If you happen to be a member of the National Rifle Association or a similar group who would rather die than turn over your guns to the government, think of what you’d be giving up the day you gave it all your cash.
The first thing I thought of was Margaret Atwood’s terrifying glimpse into the future, a novel called “The Handmaid’s Tale.” In it, everyone used a similar “Electrobank” system, so when fundamentalists took over the U.S. government, they “turned off” all women’s cash cards, transferring the money to husbands, fathers or the Big Patriarch, the government itself.
But comments from RISKS contributors were even more practical. Two of my favorites are about the hand- and retina-prints: “Many science fiction writers have published schemes for doing all these things in a cashless society. Example: your hand- and eye-print scanners had better check for temperature and pulse. . .”

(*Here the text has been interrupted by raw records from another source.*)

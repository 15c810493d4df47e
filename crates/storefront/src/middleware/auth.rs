//! Authentication extractors.
//!
//! `AuthSession` gates customer routes on the session established by OTP
//! verification. `RequireAdmin` gates the admin route group on the shared
//! admin token header - deliberately the thinnest possible contract, since
//! a full admin identity system is outside this service's scope.

use axum::extract::FromRequestParts;
use axum::http::request::Parts;
use secrecy::ExposeSecret;
use tower_sessions::Session;

use crate::error::AppError;
use crate::models::session::{CurrentUser, session_keys};
use crate::state::AppState;

/// Header carrying the admin shared secret.
pub const ADMIN_TOKEN_HEADER: &str = "x-admin-token";

/// Extractor for the logged-in customer.
///
/// Rejects with 401 when the session has no verified identity.
pub struct AuthSession {
    pub user: CurrentUser,
    pub session: Session,
}

impl<S> FromRequestParts<S> for AuthSession
where
    S: Send + Sync,
{
    type Rejection = AppError;

    async fn from_request_parts(parts: &mut Parts, state: &S) -> Result<Self, Self::Rejection> {
        let session = Session::from_request_parts(parts, state)
            .await
            .map_err(|(_, msg)| AppError::Internal(format!("session unavailable: {msg}")))?;

        let user: Option<CurrentUser> = session.get(session_keys::CURRENT_USER).await?;

        user.map(|user| Self { user, session })
            .ok_or_else(|| AppError::Unauthorized("login required".to_owned()))
    }
}

/// Extractor guarding admin routes.
pub struct RequireAdmin;

impl FromRequestParts<AppState> for RequireAdmin {
    type Rejection = AppError;

    async fn from_request_parts(
        parts: &mut Parts,
        state: &AppState,
    ) -> Result<Self, Self::Rejection> {
        let presented = parts
            .headers
            .get(ADMIN_TOKEN_HEADER)
            .and_then(|v| v.to_str().ok())
            .ok_or_else(|| AppError::Unauthorized("admin token required".to_owned()))?;

        let expected = state.config().admin_token.expose_secret();
        if presented != expected {
            return Err(AppError::Unauthorized("invalid admin token".to_owned()));
        }

        Ok(Self)
    }
}
//! HTTP route handlers for storefront.
//!
//! # Route Structure
//!
//! ```text
//! GET  /health                     - Liveness check
//! GET  /health/ready               - Readiness check (database)
//!
//! # Catalog
//! GET  /products                   - Paged product listing
//! GET  /products/{slug}            - Product detail by slug
//!
//! # Cart
//! POST /cart/totals                - Totals preview for client-held cart state
//!
//! # Auth (OTP login)
//! POST /auth/otp/send              - Send a verification code
//! POST /auth/otp/verify            - Verify the code, establish session
//! GET  /auth/me                    - Current session identity
//! POST /auth/logout                - Clear the session
//!
//! # Account (requires session)
//! GET  /account/orders             - Order history
//! GET  /account/orders/{id}        - One order with lines
//!
//! # Checkout (requires session)
//! POST /orders                     - Create order from cart lines
//!
//! # Admin (requires x-admin-token)
//! POST   /admin/products           - Create product
//! PUT    /admin/products/{id}      - Update product
//! DELETE /admin/products/{id}      - Delete product
//! GET    /admin/orders             - All orders
//! PUT    /admin/orders/{id}/status - Update fulfillment status
//! ```

pub mod admin;
pub mod auth;
pub mod cart;
pub mod orders;
pub mod products;

use axum::{
    Router,
    routing::{get, post, put},
};

use crate::middleware::{api_rate_limiter, auth_rate_limiter};
use crate::state::AppState;

/// Create the auth routes router.
pub fn auth_routes() -> Router<AppState> {
    Router::new()
        .route("/otp/send", post(auth::send_otp))
        .route("/otp/verify", post(auth::verify_otp))
        .route("/me", get(auth::me))
        .route("/logout", post(auth::logout))
}

/// Create the product routes router.
pub fn product_routes() -> Router<AppState> {
    Router::new()
        .route("/", get(products::index))
        .route("/{slug}", get(products::show))
}

/// Create the cart routes router.
pub fn cart_routes() -> Router<AppState> {
    Router::new().route("/totals", post(cart::totals))
}

/// Create the account routes router.
pub fn account_routes() -> Router<AppState> {
    Router::new()
        .route("/orders", get(orders::account_orders))
        .route("/orders/{id}", get(orders::account_order_detail))
}

/// Create the admin routes router.
pub fn admin_routes() -> Router<AppState> {
    use axum::routing::delete;

    Router::new()
        .route("/products", post(admin::create_product))
        .route(
            "/products/{id}",
            put(admin::update_product).delete(admin::delete_product),
        )
        .route("/orders", get(admin::list_orders))
        .route("/orders/{id}/status", put(admin::update_order_status))
        .route("/otp-challenges/expired", delete(admin::sweep_expired_otp))
}

/// Create all routes for the storefront.
///
/// The auth group sits behind the strict per-IP limiter, everything else
/// behind the relaxed one.
pub fn routes() -> Router<AppState> {
    Router::new()
        .nest("/products", product_routes())
        .nest("/cart", cart_routes())
        .route("/orders", post(orders::create_order))
        .nest("/account", account_routes())
        .nest("/admin", admin_routes())
        .layer(api_rate_limiter())
        .nest("/auth", auth_routes().layer(auth_rate_limiter()))
}
//! Mobile phone number type.

use core::fmt;

use serde::{Deserialize, Serialize};

/// Errors that can occur when parsing a [`Phone`].
#[derive(thiserror::Error, Debug, Clone)]
pub enum PhoneError {
    /// The input string is empty or contains no digits.
    #[error("phone number cannot be empty")]
    Empty,
    /// The input does not reduce to a 10-digit subscriber number.
    #[error("phone number must be a 10-digit mobile number")]
    WrongLength,
    /// The subscriber number does not start with a valid mobile prefix.
    #[error("phone number must start with 6, 7, 8, or 9")]
    InvalidPrefix,
}

/// A normalized 10-digit Indian mobile number.
///
/// Parsing strips formatting noise (spaces, dashes, a `+91` country code, a
/// single leading zero) and keeps the canonical 10-digit subscriber number.
/// Two inputs that reach the same subscriber compare equal, so the OTP
/// challenge store and the user table both key on this canonical form.
///
/// ## Examples
///
/// ```
/// use marigold_core::Phone;
///
/// let a = Phone::parse("9876543210").unwrap();
/// let b = Phone::parse("+91 98765 43210").unwrap();
/// let c = Phone::parse("09876543210").unwrap();
/// assert_eq!(a, b);
/// assert_eq!(a, c);
///
/// assert!(Phone::parse("12345").is_err());      // too short
/// assert!(Phone::parse("1234567890").is_err()); // landline prefix
/// ```
#[derive(Debug, Clone, Serialize, Deserialize, PartialEq, Eq, Hash)]
#[serde(transparent)]
pub struct Phone(String);

impl Phone {
    /// Length of the canonical subscriber number.
    pub const DIGITS: usize = 10;

    /// Parse a `Phone` from a string.
    ///
    /// # Errors
    ///
    /// Returns an error if the input:
    /// - Contains no digits
    /// - Does not reduce to 10 digits after stripping `91`/`0` prefixes
    /// - Does not start with 6-9 (Indian mobile prefix range)
    pub fn parse(s: &str) -> Result<Self, PhoneError> {
        let digits: String = s.chars().filter(char::is_ascii_digit).collect();

        if digits.is_empty() {
            return Err(PhoneError::Empty);
        }

        let subscriber = match digits.len() {
            Self::DIGITS => digits.as_str(),
            12 => digits.strip_prefix("91").ok_or(PhoneError::WrongLength)?,
            11 => digits.strip_prefix('0').ok_or(PhoneError::WrongLength)?,
            13 if digits.starts_with("091") => digits.get(3..).ok_or(PhoneError::WrongLength)?,
            _ => return Err(PhoneError::WrongLength),
        };

        if subscriber.len() != Self::DIGITS {
            return Err(PhoneError::WrongLength);
        }

        if !subscriber.starts_with(['6', '7', '8', '9']) {
            return Err(PhoneError::InvalidPrefix);
        }

        Ok(Self(subscriber.to_owned()))
    }

    /// Returns the canonical 10-digit number as a string slice.
    #[must_use]
    pub fn as_str(&self) -> &str {
        &self.0
    }

    /// Consumes the `Phone` and returns its inner string.
    #[must_use]
    pub fn into_inner(self) -> String {
        self.0
    }

    /// Returns the number in E.164 form (`+91XXXXXXXXXX`), the shape most
    /// SMS gateways expect.
    #[must_use]
    pub fn to_e164(&self) -> String {
        format!("+91{}", self.0)
    }
}

impl fmt::Display for Phone {
    fn fmt(&self, f: &mut fmt::Formatter<'_>) -> fmt::Result {
        write!(f, "{}", self.0)
    }
}

impl std::str::FromStr for Phone {
    type Err = PhoneError;

    fn from_str(s: &str) -> Result<Self, Self::Err> {
        Self::parse(s)
    }
}

impl AsRef<str> for Phone {
    fn as_ref(&self) -> &str {
        &self.0
    }
}

// SQLx support (with postgres feature)
#[cfg(feature = "postgres")]
impl sqlx::Type<sqlx::Postgres> for Phone {
    fn type_info() -> sqlx::postgres::PgTypeInfo {
        <String as sqlx::Type<sqlx::Postgres>>::type_info()
    }

    fn compatible(ty: &sqlx::postgres::PgTypeInfo) -> bool {
        <String as sqlx::Type<sqlx::Postgres>>::compatible(ty)
    }
}

#[cfg(feature = "postgres")]
impl<'r> sqlx::Decode<'r, sqlx::Postgres> for Phone {
    fn decode(value: sqlx::postgres::PgValueRef<'r>) -> Result<Self, sqlx::error::BoxDynError> {
        let s = <String as sqlx::Decode<sqlx::Postgres>>::decode(value)?;
        // Database values were normalized at write time
        Ok(Self(s))
    }
}

#[cfg(feature = "postgres")]
impl sqlx::Encode<'_, sqlx::Postgres> for Phone {
    fn encode_by_ref(
        &self,
        buf: &mut sqlx::postgres::PgArgumentBuffer,
    ) -> Result<sqlx::encode::IsNull, sqlx::error::BoxDynError> {
        <String as sqlx::Encode<sqlx::Postgres>>::encode_by_ref(&self.0, buf)
    }
}

#[cfg(test)]
#[allow(clippy::unwrap_used)]
mod tests {
    use super::*;

    #[test]
    fn test_parse_plain() {
        let phone = Phone::parse("9876543210").unwrap();
        assert_eq!(phone.as_str(), "9876543210");
    }

    #[test]
    fn test_parse_with_country_code() {
        assert_eq!(
            Phone::parse("+919876543210").unwrap().as_str(),
            "9876543210"
        );
        assert_eq!(
            Phone::parse("919876543210").unwrap().as_str(),
            "9876543210"
        );
    }

    #[test]
    fn test_parse_with_leading_zero() {
        assert_eq!(
            Phone::parse("09876543210").unwrap().as_str(),
            "9876543210"
        );
    }

    #[test]
    fn test_parse_with_formatting_noise() {
        assert_eq!(
            Phone::parse("+91 98765-43210").unwrap().as_str(),
            "9876543210"
        );
    }

    #[test]
    fn test_parse_empty() {
        assert!(matches!(Phone::parse(""), Err(PhoneError::Empty)));
        assert!(matches!(Phone::parse("abc"), Err(PhoneError::Empty)));
    }

    #[test]
    fn test_parse_wrong_length() {
        assert!(matches!(
            Phone::parse("12345"),
            Err(PhoneError::WrongLength)
        ));
        assert!(matches!(
            Phone::parse("98765432101234"),
            Err(PhoneError::WrongLength)
        ));
    }

    #[test]
    fn test_parse_invalid_prefix() {
        assert!(matches!(
            Phone::parse("1234567890"),
            Err(PhoneError::InvalidPrefix)
        ));
        assert!(matches!(
            Phone::parse("5876543210"),
            Err(PhoneError::InvalidPrefix)
        ));
    }

    #[test]
    fn test_all_mobile_prefixes_accepted() {
        for prefix in ['6', '7', '8', '9'] {
            let number = format!("{prefix}876543210");
            assert!(Phone::parse(&number).is_ok());
        }
    }

    #[test]
    fn test_e164() {
        let phone = Phone::parse("9876543210").unwrap();
        assert_eq!(phone.to_e164(), "+919876543210");
    }

    #[test]
    fn test_serde_roundtrip() {
        let phone = Phone::parse("9876543210").unwrap();
        let json = serde_json::to_string(&phone).unwrap();
        assert_eq!(json, "\"9876543210\"");

        let parsed: Phone = serde_json::from_str(&json).unwrap();
        assert_eq!(parsed, phone);
    }

    #[test]
    fn test_from_str() {
        let phone: Phone = "+91 98765 43210".parse().unwrap();
        assert_eq!(phone.as_str(), "9876543210");
    }
}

Said another, “What about those who don’t have hands? Or retinas? Or neither? If I buy a pair of socks, I have to be fingerprinted, and put my eye to a machine? (By the way, great way to spread conjunctivitis.)”
Then there’s the idea, already proven today, that “electronic cash would only breed electronic thieves. A better breed, perhaps, but thieves nonetheless.”
On saving the government printing and mining costs, one contributor suggested: “Hmmm. . . a combination magnetic strip card reader, full hand fingerprint analyzer, retina scanner, computer and modem, supplied to every individual that wants one. This is supposed to save money over green ink on white paper?”
Obviously the Americard is not just around the corner. But the fact that the Times gave space to a proposal with such insidious ramifications is something to keep in mind. When Margaret Atwood spoke in San Francisco a year or so ago, one of the first things she said was, “Don’t ever let them make you pay for groceries with a card.”
I can’t even begin to discuss the horrors of a society where every single thing you did and think about how many of the things you do require a money transaction could be tracked and traced by a government computer. The problem is not a cashless society, or computers controlling it but, as usual, who controls the computers. Keep it in mind before you trade away your personal freedom for convenience.
Denise Caruso can be reached by writing to her at P.O.Box 5199, Belmont, CA 94002. She can also be reached electronically via America Online (DCaruso), The WELL (dcaruso@well.sf.ca.us) or MCI Mail (Denise Caruso).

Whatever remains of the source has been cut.